Le cinéma de Maria Kassab ne se présente jamais comme une affirmation. Il avance à pas mesurés, à partir de zones fragiles, souvent muettes, qu’il ne cherche pas à éclairer de force. Son geste artistique consiste moins à montrer qu’à organiser une expérience intérieure, à lui donner une forme sans la trahir.
Chez elle, la création n’est pas un espace d’exposition personnelle. Elle relève d’un travail de traduction. Traduction d’un désordre mental, d’une mémoire familiale diffuse, d’émotions qui ne trouvent pas toujours les mots pour se dire. Cette matière intime n’est ni dramatisée ni esthétisée. Elle est structurée avec retenue.
Le parcours de Maria Kassab se construit hors des logiques de vitesse et de visibilité. Rien n’y semble précipité. Chaque étape s’inscrit dans un temps long, celui de l’apprentissage, de l’écoute et de la fidélité à une voix encore en formation, mais déjà cohérente. Ce refus de l’accélération constitue en soi une position forte dans un paysage culturel dominé par la performance et l’immédiateté.
Son film Lou marque un moment important de cette trajectoire. Le projet ne part pas d’un sujet spectaculaire ni d’une volonté de démonstration. Il naît d’une nécessité intérieure. L’expérience de l’ADHD, l’agitation permanente de l’esprit, la difficulté à formuler certains états deviennent une matière narrative discrète. Le film ne cherche jamais à expliquer. Il propose un rythme, une respiration, une manière d’habiter le temps.

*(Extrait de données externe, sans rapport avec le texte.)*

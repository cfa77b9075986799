//! Module `tree` implement the red-black algorithms over the node arena.
//!
//! The tree has exactly one mutating thread at any time, serialized by the
//! [Index][crate::rbt::Index] layer. Every pointer update happens inside a
//! [LockSet] covering all the nodes it touches, so a reader coupling its
//! way down the tree never observes a half linked node. Colors are not
//! consulted by readers.
//!
//! Root of the tree hangs as the left child of [ANCHOR], hence replacing
//! the root is an ordinary child-link update on the anchor.

use log::trace;

use std::{
    borrow::Borrow,
    cmp::Ordering,
    fmt,
    sync::{
        atomic::{AtomicU64, AtomicUsize, Ordering::SeqCst},
        Arc,
    },
};

use crate::{
    rbt::{
        arena::Arena,
        lockset::{read_pair, LockSet},
        node::{Color, Node, NodeId, ANCHOR, NIL},
        validate::{self, Report},
    },
    util::spinlock::ReadGuard,
    Result,
};

#[derive(Clone, Copy, PartialEq, Debug)]
enum Dir {
    Left,
    Right,
}

pub struct Tree<K, V> {
    arena: Arena<K, V>,
    n_count: AtomicUsize,
    // bumped every time a node is relocated by erase, coupled readers
    // that miss their key during a relocation retry.
    n_relocs: AtomicU64,
}

impl<K, V> Tree<K, V> {
    pub fn new(spin: bool) -> Tree<K, V> {
        Tree {
            arena: Arena::new(spin),
            n_count: AtomicUsize::new(0),
            n_relocs: AtomicU64::new(0),
        }
    }

    #[inline]
    pub fn len(&self) -> usize {
        self.n_count.load(SeqCst)
    }

    #[inline]
    pub fn is_empty(&self) -> bool {
        self.len() == 0
    }

    #[inline]
    pub fn as_arena(&self) -> &Arena<K, V> {
        &self.arena
    }

    #[inline]
    pub fn to_root(&self) -> NodeId {
        self.node(ANCHOR).left
    }

    #[inline]
    fn node(&self, id: NodeId) -> ReadGuard<Node<K, V>> {
        self.arena.get(id).read()
    }

    #[inline]
    fn color(&self, id: NodeId) -> Color {
        self.node(id).color
    }

    #[inline]
    fn is_red(&self, id: NodeId) -> bool {
        self.color(id) == Color::Red
    }

    #[inline]
    fn is_black(&self, id: NodeId) -> bool {
        self.color(id) == Color::Black
    }

    /// Run the invariant checker over the whole tree. Caller shall
    /// exclude writers for the duration.
    pub fn validate(&self) -> Result<Report>
    where
        K: Ord + fmt::Debug,
    {
        validate::validate_tree(&self.arena, self.len())
    }
}

// lookups
impl<K, V> Tree<K, V> {
    /// Search without lock coupling. Caller shall exclude writers.
    pub fn get<Q>(&self, key: &Q) -> Option<V>
    where
        K: Borrow<Q>,
        V: Clone,
        Q: Ord + ?Sized,
    {
        let mut id = self.to_root();
        while id != NIL {
            let node = self.node(id);
            match node.cmp_key(key) {
                Ordering::Greater => id = node.left,
                Ordering::Less => id = node.right,
                Ordering::Equal => return node.value.clone(),
            }
        }
        None
    }

    /// Search using hand-over-hand read latches, safe to run concurrently
    /// with the writer. Never holds more than two node latches.
    pub fn get_coupled<Q>(&self, key: &Q) -> Option<V>
    where
        K: Borrow<Q>,
        V: Clone,
        Q: Ord + ?Sized,
    {
        'restart: loop {
            let n_relocs = self.n_relocs.load(SeqCst);

            let mut cur_ref = self.arena.get(ANCHOR);
            let mut cur = cur_ref.read();
            loop {
                if cur.cmp_key(key) == Ordering::Equal {
                    return cur.value.clone();
                }
                let next = cur.child_towards(key);
                if next == NIL {
                    if n_relocs == self.n_relocs.load(SeqCst) {
                        return None;
                    }
                    trace!("coupled lookup missed under relocation, restart");
                    continue 'restart;
                }

                let next_ref = self.arena.get(next);
                let guard = if cur.to_rank() < next_ref.to_rank() {
                    next_ref.read()
                } else if let Some(guard) = next_ref.try_read() {
                    guard
                } else {
                    // child is younger than parent and is being written,
                    // let go and re-acquire both in rank order.
                    std::mem::drop(cur);
                    let (parent, guard) = read_pair(&cur_ref, &next_ref);
                    let linked = parent.child_towards(key) == next
                        && Arc::ptr_eq(&self.arena.get(next), &next_ref);
                    if !linked {
                        trace!("coupled lookup lost link to node {}, restart", next);
                        continue 'restart;
                    }
                    guard
                };

                cur = guard;
                cur_ref = next_ref;
            }
        }
    }
}

// mutations
impl<K, V> Tree<K, V>
where
    K: Ord,
{
    /// Insert or overwrite, return the old value if key was present.
    pub fn set(&self, key: K, value: V) -> Option<V> {
        let (mut y, mut guard) = (ANCHOR, self.arena.get(ANCHOR).upgradable());
        let ord = loop {
            let ord = guard.cmp_key(&key);
            let next = match ord {
                Ordering::Greater => guard.left,
                Ordering::Less => guard.right,
                Ordering::Equal => break ord,
            };
            if next == NIL {
                break ord;
            }
            guard = self.arena.get(next).upgradable();
            y = next;
        };

        if ord == Ordering::Equal {
            let mut ls = LockSet::exclusive(&self.arena, &[y], Some((y, guard)));
            return ls.get_mut(y).set_value(value);
        }

        let mut node = Node::new(key, value);
        node.parent = y;
        if y == ANCHOR {
            node.set_black();
        }
        let z = self.arena.alloc(node);
        {
            let mut ls = LockSet::exclusive(&self.arena, &[y], Some((y, guard)));
            match ord {
                Ordering::Greater => ls.get_mut(y).left = z,
                _ => ls.get_mut(y).right = z,
            }
        }
        self.n_count.fetch_add(1, SeqCst);

        if y != ANCHOR {
            self.insert_fixup(z);
        }
        None
    }

    /// Remove the entry for `key`, return its value if it was present.
    pub fn remove<Q>(&self, key: &Q) -> Option<V>
    where
        K: Borrow<Q>,
        Q: Ord + ?Sized,
    {
        let (mut z, mut guard) = (ANCHOR, self.arena.get(ANCHOR).upgradable());
        while guard.cmp_key(key) != Ordering::Equal {
            let next = guard.child_towards(key);
            if next == NIL {
                return None;
            }
            guard = self.arena.get(next).upgradable();
            z = next;
        }

        let (zp, zl, zr, zcolor) = (guard.parent, guard.left, guard.right, guard.color);

        let (x, x_parent, removed_color, value) = if zl == NIL || zr == NIL {
            let x = if zl == NIL { zr } else { zl };

            let mut ls = LockSet::exclusive(&self.arena, &[zp, z, x], Some((z, guard)));
            Self::transplant(&mut ls, z, x);
            let value = ls.get_mut(z).value.take();
            ls.get_mut(z).unlink();
            (x, zp, zcolor, value)
        } else {
            let y = self.minimum(zr);
            let (yp, x, ycolor) = {
                let node = self.node(y);
                (node.parent, node.right, node.color)
            };
            let x_parent = if yp == z { y } else { yp };

            let ids = [zp, z, zl, zr, y, yp, x];
            let mut ls = LockSet::exclusive(&self.arena, &ids, Some((z, guard)));
            if yp != z {
                Self::transplant(&mut ls, y, x);
                ls.get_mut(y).right = zr;
                ls.get_mut(zr).parent = y;
            }
            Self::transplant(&mut ls, z, y);
            ls.get_mut(y).left = zl;
            ls.get_mut(zl).parent = y;
            ls.get_mut(y).color = zcolor;

            let value = ls.get_mut(z).value.take();
            ls.get_mut(z).unlink();
            self.n_relocs.fetch_add(1, SeqCst);
            (x, x_parent, ycolor, value)
        };

        self.arena.free(z);
        self.n_count.fetch_sub(1, SeqCst);

        if removed_color == Color::Black {
            self.delete_fixup(x, x_parent);
        }
        value
    }

    fn minimum(&self, mut id: NodeId) -> NodeId {
        loop {
            match self.node(id).left {
                NIL => break id,
                left => id = left,
            }
        }
    }

    fn insert_fixup(&self, mut z: NodeId) {
        loop {
            let zp = self.node(z).parent;
            if zp == ANCHOR || self.is_black(zp) {
                break;
            }
            // zp is red, hence not the root, and zpp is a real node.
            let zpp = self.node(zp).parent;
            let (side, u) = {
                let node = self.node(zpp);
                if node.left == zp {
                    (Dir::Left, node.right)
                } else {
                    (Dir::Right, node.left)
                }
            };

            if self.is_red(u) {
                let mut ls = LockSet::exclusive(&self.arena, &[zp, u, zpp], None);
                ls.get_mut(zp).set_black();
                ls.get_mut(u).set_black();
                ls.get_mut(zpp).set_red();
                z = zpp;
                continue;
            }

            // inner grandchild, rotate towards outer shape.
            let inner = match side {
                Dir::Left => self.node(zp).right == z,
                Dir::Right => self.node(zp).left == z,
            };
            let z = if inner {
                let mut ls = LockSet::exclusive(&self.arena, &self.rotation(zp, side), None);
                Self::rotate(&mut ls, zp, side);
                zp
            } else {
                z
            };

            let zp = self.node(z).parent;
            let rot = match side {
                Dir::Left => Dir::Right,
                Dir::Right => Dir::Left,
            };
            let mut ls = LockSet::exclusive(&self.arena, &self.rotation(zpp, rot), None);
            ls.get_mut(zp).set_black();
            ls.get_mut(zpp).set_red();
            Self::rotate(&mut ls, zpp, rot);
            break;
        }

        let root = self.to_root();
        if self.is_red(root) {
            let mut ls = LockSet::exclusive(&self.arena, &[root], None);
            ls.get_mut(root).set_black();
        }
    }

    fn delete_fixup(&self, mut x: NodeId, mut xp: NodeId) {
        while xp != ANCHOR && self.is_black(x) {
            let side = if self.node(xp).left == x {
                Dir::Left
            } else {
                Dir::Right
            };
            let (near, far) = match side {
                Dir::Left => (Dir::Left, Dir::Right),
                Dir::Right => (Dir::Right, Dir::Left),
            };

            let mut w = self.child(xp, far);
            if w == NIL {
                panic!("missing sibling for {} under {}, call the programmer", x, xp)
            }

            if self.is_red(w) {
                let mut ls = LockSet::exclusive(&self.arena, &self.rotation(xp, near), None);
                ls.get_mut(w).set_black();
                ls.get_mut(xp).set_red();
                Self::rotate(&mut ls, xp, near);
                std::mem::drop(ls);
                w = self.child(xp, far);
            }

            let (w_near, w_far) = (self.child(w, near), self.child(w, far));
            if self.is_black(w_near) && self.is_black(w_far) {
                {
                    let mut ls = LockSet::exclusive(&self.arena, &[w], None);
                    ls.get_mut(w).set_red();
                }
                x = xp;
                xp = self.node(x).parent;
                continue;
            }

            if self.is_black(w_far) {
                let mut ls = LockSet::exclusive(&self.arena, &self.rotation(w, far), None);
                ls.get_mut(w_near).set_black();
                ls.get_mut(w).set_red();
                Self::rotate(&mut ls, w, far);
                std::mem::drop(ls);
                w = self.child(xp, far);
            }

            let w_far = self.child(w, far);
            let mut ids = self.rotation(xp, near).to_vec();
            ids.push(w_far);
            {
                let mut ls = LockSet::exclusive(&self.arena, &ids, None);
                let color = ls.get(xp).color;
                ls.get_mut(w).color = color;
                ls.get_mut(xp).set_black();
                ls.get_mut(w_far).set_black();
                Self::rotate(&mut ls, xp, near);
            }

            x = self.to_root();
            xp = ANCHOR;
        }

        if x != NIL && self.is_red(x) {
            let mut ls = LockSet::exclusive(&self.arena, &[x], None);
            ls.get_mut(x).set_black();
        }
    }

    #[inline]
    fn child(&self, id: NodeId, dir: Dir) -> NodeId {
        let node = self.node(id);
        match dir {
            Dir::Left => node.left,
            Dir::Right => node.right,
        }
    }

    // nodes whose links are touched when rotating `x` in `dir`: x's parent,
    // x, the child moving up and the subtree changing hands.
    fn rotation(&self, x: NodeId, dir: Dir) -> [NodeId; 4] {
        let (p, y) = {
            let node = self.node(x);
            match dir {
                Dir::Left => (node.parent, node.right),
                Dir::Right => (node.parent, node.left),
            }
        };
        let b = match dir {
            Dir::Left => self.child(y, Dir::Left),
            Dir::Right => self.child(y, Dir::Right),
        };
        [p, x, y, b]
    }

    // rotate x in `dir`, its child on the opposite side takes its place.
    // Caller holds `ls` covering `rotation(x, dir)`.
    fn rotate(ls: &mut LockSet<K, V>, x: NodeId, dir: Dir) {
        let y = match dir {
            Dir::Left => ls.get(x).right,
            Dir::Right => ls.get(x).left,
        };
        if y == NIL {
            panic!("rotate {:?} on node {} without child, call the programmer", dir, x)
        }

        let b = match dir {
            Dir::Left => ls.get(y).left,
            Dir::Right => ls.get(y).right,
        };
        match dir {
            Dir::Left => ls.get_mut(x).right = b,
            Dir::Right => ls.get_mut(x).left = b,
        }
        if b != NIL {
            ls.get_mut(b).parent = x;
        }

        Self::transplant(ls, x, y);

        match dir {
            Dir::Left => ls.get_mut(y).left = x,
            Dir::Right => ls.get_mut(y).right = x,
        }
        ls.get_mut(x).parent = y;
    }

    // replace u with v under u's parent, v may be NIL. Caller holds `ls`
    // covering u, u's parent and v.
    fn transplant(ls: &mut LockSet<K, V>, u: NodeId, v: NodeId) {
        let up = ls.get(u).parent;
        let parent = ls.get_mut(up);
        if parent.left == u {
            parent.left = v
        } else if parent.right == u {
            parent.right = v
        } else {
            panic!("node {} not a child of {}, call the programmer", u, up)
        }
        if v != NIL {
            ls.get_mut(v).parent = up;
        }
    }
}

#[cfg(test)]
#[path = "tree_test.rs"]
mod tree_test;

Cette approche confère au film une justesse rare. Le cadre ne souligne pas. Il accompagne. Le montage ne fragmente pas. Il relie. La caméra ne s’impose pas. Elle observe avec une distance attentive. Ce choix formel traduit une éthique du regard. Maria Kassab ne force jamais le spectateur à comprendre. Elle l’invite à ressentir.
La même exigence traverse son travail photographique et son rapport à la direction artistique. L’image n’y est jamais décorative. La lumière ne sert pas à embellir, mais à révéler sans exposer. Il s’agit toujours de protéger ce qui est fragile, de maintenir un équilibre entre visibilité et retenue.
La reconnaissance obtenue par Lou dans les circuits festival, notamment à Beirut Shorts, n’a rien d’un aboutissement spectaculaire. Elle agit plutôt comme une confirmation. Celle d’un langage en train de se construire, capable de dialoguer avec un public sans renoncer à sa singularité. Le film circule, mais il ne se dissout pas dans les attentes.
Maria Kassab appartient à une génération qui refuse de transformer l’expérience vécue en matière consommable. Créer, pour elle, ne signifie pas produire sans relâche, ni livrer l’intime comme une preuve de sincérité. Cela signifie assumer une responsabilité. Celle de ne pas exploiter ce qui, par nature, demande du temps et du silence.
Ce positionnement donne à son travail une dimension politique discrète. Dans un environnement saturé d’images performatives, choisir la lenteur, la densité et la cohérence revient à résister. Résister au bruit, à la simplification, à la tentation de se raconter trop vite.
Soutenir un tel parcours ne consiste pas à l’ériger en figure exemplaire ou en promesse de réussite. Il s’agit de reconnaître une posture. Celle d’une artiste qui construit son langage sans céder aux injonctions de visibilité, qui accepte de rester dans une zone intermédiaire où la forme se cherche encore.
Le cinéma de Maria Kassab ne promet pas des réponses. Il propose une présence. Une présence attentive, fragile, mais tenue. Il s’adresse à un spectateur prêt à ralentir, à habiter les interstices, à accepter que tout ne soit pas immédiatement lisible.
Fixer son nom dans la mémoire culturelle ne relève pas de la célébration. C’est un acte de continuité. Celui de reconnaître un travail qui s’inscrit dans le temps long, à distance du bruit, et qui rappelle que créer peut encore signifier transformer un doute en forme.